Source of income has long been protected in Oregon. However, when the state legislation was passed, Section 8 vouchers were specifically lobbied out as an exception. With this exception removed, effective July 1st, 1014, all legally obtained sources of income are protected across the state.
In practical terms, this means that a landlord cannot refuse to rent to an applicant, or treat an applicant or tenant differently, because the applicant is using a Section 8 voucher or other form of rental housing assistance. Nor can landlords advertise “no Section 8” or “No HUD”.

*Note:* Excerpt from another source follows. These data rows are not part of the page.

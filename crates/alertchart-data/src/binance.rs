//! Binance REST data source for loading candle data.

use std::collections::HashMap;

use alertchart_core::{Candle, Timeframe};
use async_trait::async_trait;
use binance_api::types::{Kline, KlineInterval, WsKline};
use binance_api::{BinanceClient, SpotApi};

use crate::source::{FetchRange, HistoricalSource};
use crate::validation::validate_price;
use crate::DataError;

/// Binance data source for fetching kline data and ticker prices.
#[derive(Debug, Clone)]
pub struct BinanceSource {
    spot: SpotApi,
}

impl BinanceSource {
    pub fn new(client: BinanceClient) -> Self {
        Self {
            spot: SpotApi::new(client),
        }
    }

    /// Source using the public Binance endpoint.
    pub fn public() -> Result<Self, DataError> {
        Ok(Self::new(BinanceClient::public()?))
    }

    /// Latest prices for `symbols`, keyed by symbol. Invalid quotes are
    /// left out.
    pub async fn latest_prices(&self, symbols: &[&str]) -> Result<HashMap<String, f64>, DataError> {
        let tickers = self.spot.market().ticker_prices(symbols).await?;
        Ok(tickers
            .into_iter()
            .filter_map(|t| {
                let price = t.price.to_f64();
                validate_price(price).then_some((t.symbol, price))
            })
            .collect())
    }
}

/// Map a timeframe onto the exchange's interval enum.
pub fn kline_interval(interval: Timeframe) -> Result<KlineInterval, DataError> {
    KlineInterval::from_label(interval.label())
        .ok_or_else(|| DataError::UnsupportedInterval(interval.label().to_string()))
}

#[async_trait]
impl HistoricalSource for BinanceSource {
    async fn fetch(
        &self,
        symbol: &str,
        interval: Timeframe,
        range: FetchRange,
    ) -> Result<Vec<Candle>, DataError> {
        let klines = self
            .spot
            .market()
            .klines(
                symbol,
                kline_interval(interval)?,
                range.start_time.map(|s| s * 1000),
                range.end_time.map(|s| s * 1000),
                range.limit,
            )
            .await
            .map_err(|e| match e.api_error() {
                Some(api) if api.is_invalid_symbol() => {
                    DataError::Unavailable(format!("unknown symbol {symbol}"))
                }
                _ => DataError::Api(e),
            })?;

        log::debug!("Fetched {} klines for {} {}", klines.len(), symbol, interval);
        Ok(klines.iter().map(kline_to_candle).collect())
    }
}

/// Convert a REST kline to a Candle.
pub fn kline_to_candle(kline: &Kline) -> Candle {
    Candle::new(
        kline.open_time / 1000, // ms → seconds
        kline.open.to_f64(),
        kline.high.to_f64(),
        kline.low.to_f64(),
        kline.close.to_f64(),
        kline.volume.to_f64(),
    )
}

/// Convert a WebSocket kline to a Candle.
pub fn ws_kline_to_candle(kline: &WsKline) -> Candle {
    Candle::new(
        kline.time / 1000,
        kline.open.to_f64(),
        kline.high.to_f64(),
        kline.low.to_f64(),
        kline.close.to_f64(),
        kline.volume.to_f64(),
    )
}

#[cfg(test)]
mod tests {
    use super::*;

    #[test]
    fn test_every_timeframe_maps_to_an_interval() {
        for tf in Timeframe::all() {
            assert!(kline_interval(*tf).is_ok(), "{tf} has no kline interval");
        }
    }

    #[test]
    fn test_kline_to_candle_converts_ms() {
        let kline: Kline =
            serde_json::from_str(r#"[1700000000000, "100", "110", "90", "105", "7"]"#).unwrap();
        let candle = kline_to_candle(&kline);
        assert_eq!(candle.time, 1_700_000_000);
        assert_eq!(candle.close, 105.0);
        assert_eq!(candle.volume, 7.0);
    }
}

In the words of Oregon House Speaker Tina Kotek (D-Portland), the expanded protection “‘creates that door of opportunity’ for voucher-holders to apply for housing close to work, kids’ schools and in thriving neighborhoods”. (Oregonian, July 8th, 2013)
Our office has kept very busy over the past many months providing technical assistance to housing providers regarding the law’s implementation as well as advocating for consumers who have encountered resistance to their use of Section 8 vouchers and other rental subsidies.
As a snapshot, we have:
- Sent informational letters to landlords that have posted “No Section 8” ads on Craigslist
- Advocated for tenants having issues leasing up with a new landlord, or current landlords that do not want to accept the voucher when a current tenant receives one
- Tested properties brought to our attention by complainants
How to Calculate 2-3x The Rent
Over these past months, one question that’s been raised by both landlords and tenants is how to calculate whether or not a prospective renter qualifies for the rental based on their income. The position that our office is taking is that the landlord should only consider the amount that the tenant actually pays, not the full advertised rent.
For example, consider if a stated rent amount is 1200 and the landlord requires a renter to have 3 times the rent in income. A non-Section 8 tenant could be required to show income of 3600 dollars per month, but if a Section 8 (or other subsidy) tenant would pay 300 dollars in rent and the local housing authority would pay 900, then the tenant should only be required to show income of 900 dollars per month.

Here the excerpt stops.